On temporise et puis c'est vrai que ça a pris des proportions énormes. Les supporters étaient déterminés. "On ne veut pas qu'il joue pour Saint-Étienne, si il rentre contre Manchester United on va faire annuler le match, jeter des projectiles..." c'était chaud. J'ai reçu des menaces de mort. À cette époque là, je n'avais pas de réseaux sociaux, heureusement je pense. Beaucoup de choses ont été dites et écrites. Personnellement, ça faisait un peu peur. C'était surtout pour ma famille, j'habite à une heure de Saint-Étienne. La plupart des gens de ma famille sont des supporters de l'ASSE. Mon papa est un grand fan de Saint-Étienne. J'avais dit lors de la conférence de presse de présentation, que j'étais prêt à rencontrer les groupes de supporters pour leur expliquer ce qu'il s'est dit il y a une dizaine d'années, c'était à chaud pendant un match mais je ne vais pas mettre le maillot de Saint-Étienne et boycotter le club. Je viens ici pour tout donner, comme dans tous les clubs où je suis passé et il n'y aura pas de problème. Donner moi la chance de démontrer ça. Ça n'a pas pu être possible.

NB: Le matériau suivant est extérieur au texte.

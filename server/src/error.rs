use axum::{
    http::StatusCode,
    response::{IntoResponse, Response},
    Json,
};
use serde::Serialize;

// ── Core errors ────────────────────────────────────────────────────────────

/// Failures surfaced by the shrink store and the short code codec.
///
/// Both are local, recoverable conditions: the store is never left in a
/// partial state when one of these is returned.
#[derive(Debug, Clone, PartialEq, Eq, thiserror::Error)]
pub enum ShrinkError {
    /// The external representation of a code could not be decoded.
    #[error("code {0:?} is invalid")]
    InvalidCode(String),

    /// The code decoded fine but nothing is mapped to it.
    #[error("code {0:04x} not found")]
    NotFound(u16),
}

// ── HTTP errors ────────────────────────────────────────────────────────────

/// JSON body used by the shrink endpoint on failure.
#[derive(Debug, Serialize)]
pub struct ErrorResponse {
    pub msg: String,
}

/// Errors produced by the HTTP handlers.
#[derive(Debug, thiserror::Error)]
pub enum ApiError {
    /// Request body was not valid shrink JSON.
    #[error("bad request")]
    BadRequest,

    /// Body could not be read, or a stored URL cannot be sent as a header.
    #[error("internal error: {0}")]
    Internal(String),

    #[error(transparent)]
    Shrink(#[from] ShrinkError),
}

impl ApiError {
    pub fn status_code(&self) -> StatusCode {
        match self {
            Self::BadRequest => StatusCode::BAD_REQUEST,
            Self::Internal(_) => StatusCode::INTERNAL_SERVER_ERROR,
            Self::Shrink(ShrinkError::InvalidCode(_)) => StatusCode::BAD_REQUEST,
            Self::Shrink(ShrinkError::NotFound(_)) => StatusCode::NOT_FOUND,
        }
    }
}

impl IntoResponse for ApiError {
    fn into_response(self) -> Response {
        let status = self.status_code();
        match self {
            Self::Shrink(ShrinkError::InvalidCode(code)) => {
                (status, format!("Code {code} is invalid. Try again.")).into_response()
            }
            Self::Shrink(ShrinkError::NotFound(_)) => {
                (status, "Short link not found").into_response()
            }
            Self::BadRequest | Self::Internal(_) => {
                let body = ErrorResponse {
                    msg: status
                        .canonical_reason()
                        .unwrap_or("Unknown Error")
                        .to_owned(),
                };
                (status, Json(body)).into_response()
            }
        }
    }
}

/// Result type for HTTP handlers.
pub type ApiResult<T> = std::result::Result<T, ApiError>;
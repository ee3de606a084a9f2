use dashmap::DashMap;
use std::sync::Arc;

use crate::{
    code::{decode_code, derive_code, encode_code},
    error::ShrinkError,
    models::UrlRecord,
};

/// Number of distinct codes; no store can ever hold more records.
pub const CODE_SPACE: usize = 1 << 16;

/// Thread-safe mapping of short code -> [`UrlRecord`].
///
/// Backed by a DashMap, so every operation locks only the shard owning its
/// code. `shrink` is a single insert and `resolve` increments the hit count
/// while holding the shard's write guard, which keeps both atomic per code.
///
/// Cloning is cheap and every clone shares the same records.
#[derive(Clone, Debug)]
pub struct ShrinkStore {
    inner: Arc<DashMap<u16, UrlRecord>>,
}

impl ShrinkStore {
    pub fn new() -> Self {
        Self {
            inner: Arc::new(DashMap::new()),
        }
    }

    /// Pre-size the map. The hint is clamped to [`CODE_SPACE`].
    pub fn with_capacity(capacity: usize) -> Self {
        Self {
            inner: Arc::new(DashMap::with_capacity(capacity.min(CODE_SPACE))),
        }
    }

    /// Map `url` to its derived code and return the code.
    ///
    /// Any record already stored under that code is replaced, including its
    /// hit count, even when it belongs to a different URL.
    pub fn shrink(&self, url: impl Into<String>) -> u16 {
        let url = url.into();
        let code = derive_code(&url);

        if let Some(previous) = self.inner.insert(code, UrlRecord::new(url)) {
            tracing::debug!(
                code = %encode_code(code),
                previous_url = %previous.url,
                previous_hits = previous.hits,
                "Replaced existing mapping"
            );
        }

        code
    }

    /// Look up the URL for `code` and count the hit.
    pub fn resolve(&self, code: u16) -> Result<String, ShrinkError> {
        match self.inner.get_mut(&code) {
            Some(mut record) => {
                record.hits = record.hits.saturating_add(1);
                Ok(record.url.clone())
            }
            None => {
                tracing::debug!(code = %encode_code(code), "Code not found");
                Err(ShrinkError::NotFound(code))
            }
        }
    }

    /// Decode an external code, then [`resolve`](Self::resolve) it.
    pub fn resolve_str(&self, raw: &str) -> Result<String, ShrinkError> {
        let code = decode_code(raw)?;
        self.resolve(code)
    }

    /// Snapshot of the record under `code`. Does not count as a hit.
    pub fn record(&self, code: u16) -> Option<UrlRecord> {
        self.inner.get(&code).map(|r| r.clone())
    }

    /// Number of codes currently mapped.
    pub fn len(&self) -> usize {
        self.inner.len()
    }

    pub fn is_empty(&self) -> bool {
        self.inner.is_empty()
    }
}

impl Default for ShrinkStore {
    fn default() -> Self {
        Self::new()
    }
}
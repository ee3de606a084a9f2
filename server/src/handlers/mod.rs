pub mod redirect;
pub mod shrink;
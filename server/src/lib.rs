//! URL shrinking service: maps long URLs to four hex digit codes and
//! redirects those codes back, counting every hit.

use std::sync::Arc;

use axum::{
    routing::{get, post},
    Router,
};
use tower_http::trace::TraceLayer;

pub mod code;
pub mod config;
pub mod error;
pub mod handlers;
pub mod models;
pub mod store;

pub use code::{decode_code, derive_code, encode_code};
pub use error::{ApiError, ShrinkError};
pub use models::UrlRecord;
pub use store::ShrinkStore;

// ── Shared application state ───────────────────────────────────────────────

pub struct AppState {
    pub config: config::AppConfig,
    /// Every request handler shares this one store.
    pub store: ShrinkStore,
}

impl AppState {
    pub fn new(config: config::AppConfig) -> Self {
        let store = ShrinkStore::with_capacity(config.shrink_capacity);
        Self { config, store }
    }
}

// ── Router ─────────────────────────────────────────────────────────────────

pub fn create_router(state: Arc<AppState>) -> Router {
    Router::new()
        .route("/shrink", post(handlers::shrink::shrink))
        .route("/shrink/", post(handlers::shrink::shrink))
        // Health check, returns 200 OK with no body
        .route("/health", get(|| async { axum::http::StatusCode::OK }))
        // Short links (/-<code>) and the index page
        .fallback(handlers::redirect::fallback)
        .with_state(state)
        .layer(TraceLayer::new_for_http())
}
use std::sync::Arc;

use tracing_subscriber::{layer::SubscriberExt, util::SubscriberInitExt};
use urlshrink::{config::AppConfig, create_router, AppState};

#[tokio::main]
async fn main() -> anyhow::Result<()> {
    // Load .env (ignore error if file is absent; env vars may already be set)
    dotenvy::dotenv().ok();

    // Initialise structured logging
    tracing_subscriber::registry()
        .with(
            tracing_subscriber::EnvFilter::try_from_default_env()
                .unwrap_or_else(|_| "urlshrink=info,tower_http=info".into()),
        )
        .with(tracing_subscriber::fmt::layer())
        .init();

    let config = AppConfig::from_env()?;
    tracing::info!("Starting urlshrink on {}", config.bind_addr());
    match &config.base_url {
        Some(base) => tracing::info!("Base URL: {}", base),
        None => tracing::info!("Base URL: derived from request Host"),
    }

    let bind_addr = config.bind_addr();
    let state = Arc::new(AppState::new(config));
    let app = create_router(state);

    let listener = tokio::net::TcpListener::bind(&bind_addr).await?;
    tracing::info!("Listening on http://{}", listener.local_addr()?);

    axum::serve(listener, app).await?;

    Ok(())
}
use crate::{
    error::{ApiError, ApiResult},
    AppState,
};
use axum::{
    extract::State,
    http::{header, HeaderValue, StatusCode, Uri},
    response::{Html, IntoResponse, Response},
};
use std::sync::Arc;

/// Fallback for every path not routed elsewhere.
///
/// `/-<code>` (optionally with a trailing slash) is a short link and gets a
/// 307 to the stored URL. Anything else receives the index page.
pub async fn fallback(State(state): State<Arc<AppState>>, uri: Uri) -> Response {
    match short_code_from_path(uri.path()) {
        Some(raw) => redirect(&state, raw).into_response(),
        None => index(&state).await,
    }
}

/// Resolve `raw` and build the redirect. The hit is counted by the store.
fn redirect(state: &AppState, raw: &str) -> ApiResult<Response> {
    let url = state.store.resolve_str(raw)?;

    let location = HeaderValue::from_str(&url).map_err(|_| {
        tracing::error!("Stored URL for '{}' is not a valid Location header", raw);
        ApiError::Internal(format!("unredirectable URL for code {raw}"))
    })?;

    Ok((StatusCode::TEMPORARY_REDIRECT, [(header::LOCATION, location)]).into_response())
}

async fn index(state: &AppState) -> Response {
    match tokio::fs::read_to_string(&state.config.index_path).await {
        Ok(page) => Html(page).into_response(),
        Err(e) => {
            tracing::warn!(
                "Index page {} unavailable: {}",
                state.config.index_path.display(),
                e
            );
            (StatusCode::NOT_FOUND, "Not Found").into_response()
        }
    }
}

// ── Helpers ────────────────────────────────────────────────────────────────

/// Extract the raw code from a `/-<code>` or `/-<code>/` path.
fn short_code_from_path(path: &str) -> Option<&str> {
    let rest = path.strip_prefix("/-")?;
    Some(rest.strip_suffix('/').unwrap_or(rest))
}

Il faut remettre dans le contexte, je suis formé à Lyon, à chaques fois que je vais jouer à Saint-Étienne, je suis sifflé, insulté mais ça fait partie du jeu. Ce qui est marrant, c'est que je crois que Saint-Étienne est ma proie favorite en Ligue 1, c'est l'équipe contre qui j'ai marqué le plus de buts. On joue là-bas à Geoffroy-Guichard avec Nice, on joue le maintien. On va à Saint-Étienne ce n'est jamais un environnement facile là-bas. Dès que je touche le ballon, je me fais siffler, insulter, pour mon passé lyonnais. On gagne 3-2 ce match là, je marque deux buts et sur le troisième but que l'on marque, c'est François Clerc qui marque qui est un ancien lyonnais aussi. Il marque et c'est vrai que sur le moment où on court, on se retrouve, j'ai des paroles déplacées envers les supporters de Saint-Étienne, parce que c'était un peu notre derby à nous avec François Clerc (ndlr, "on les ba*** les Verts). J'ai aucun geste envers la tribune, c'est vraiment en interne lorsqu'on se regroupe et juste derrière la cage, il y a une caméra, une petite caméra d'OGC Nice TV. Ça ne fait pas de bruit à ce moment-là. Quand je signe à Saint-Étienne, il y a un supporter qui retrouve le passage et le met sur les réseaux sociaux. Il met cette phrase là sur Twitter et là c'est parti. Saint-Étienne c'est un club où les fans sont très engagés. La phrase part, comment on peut signer un joueur comme ça, tout le monde se monte la tête et ça prend des proportions incroyables. Ils arrivent au centre d'entraînement, le président me dit qu'il pense qu'il peut régler la situation, que c'est une minorité etc... Ils arrivent au centre d'entraînement nombreux, menaces "si je le croise en ville, je lui casse les jambes. Si je dois faire de la prison je ferais de la prison, c'est pas grave." Des trucs de malades. Et là, le club envisage même de me laisser dormir au centre d'entraînement avec la sécurité. Je leur dis "attendez, ce n'est pas une vie. Je ne peux pas dormir tous les jours au centre de formation avec de la sécurité et rester dans ces conditions là."
Le contrat étant signé, on est obligé de trouver rapidement une solution. L'ASSE m'exfiltre de Toulouse en avion, j'attends avec la sécurité à l'hôtel à Lyon. Il restait 48 heures de mercato."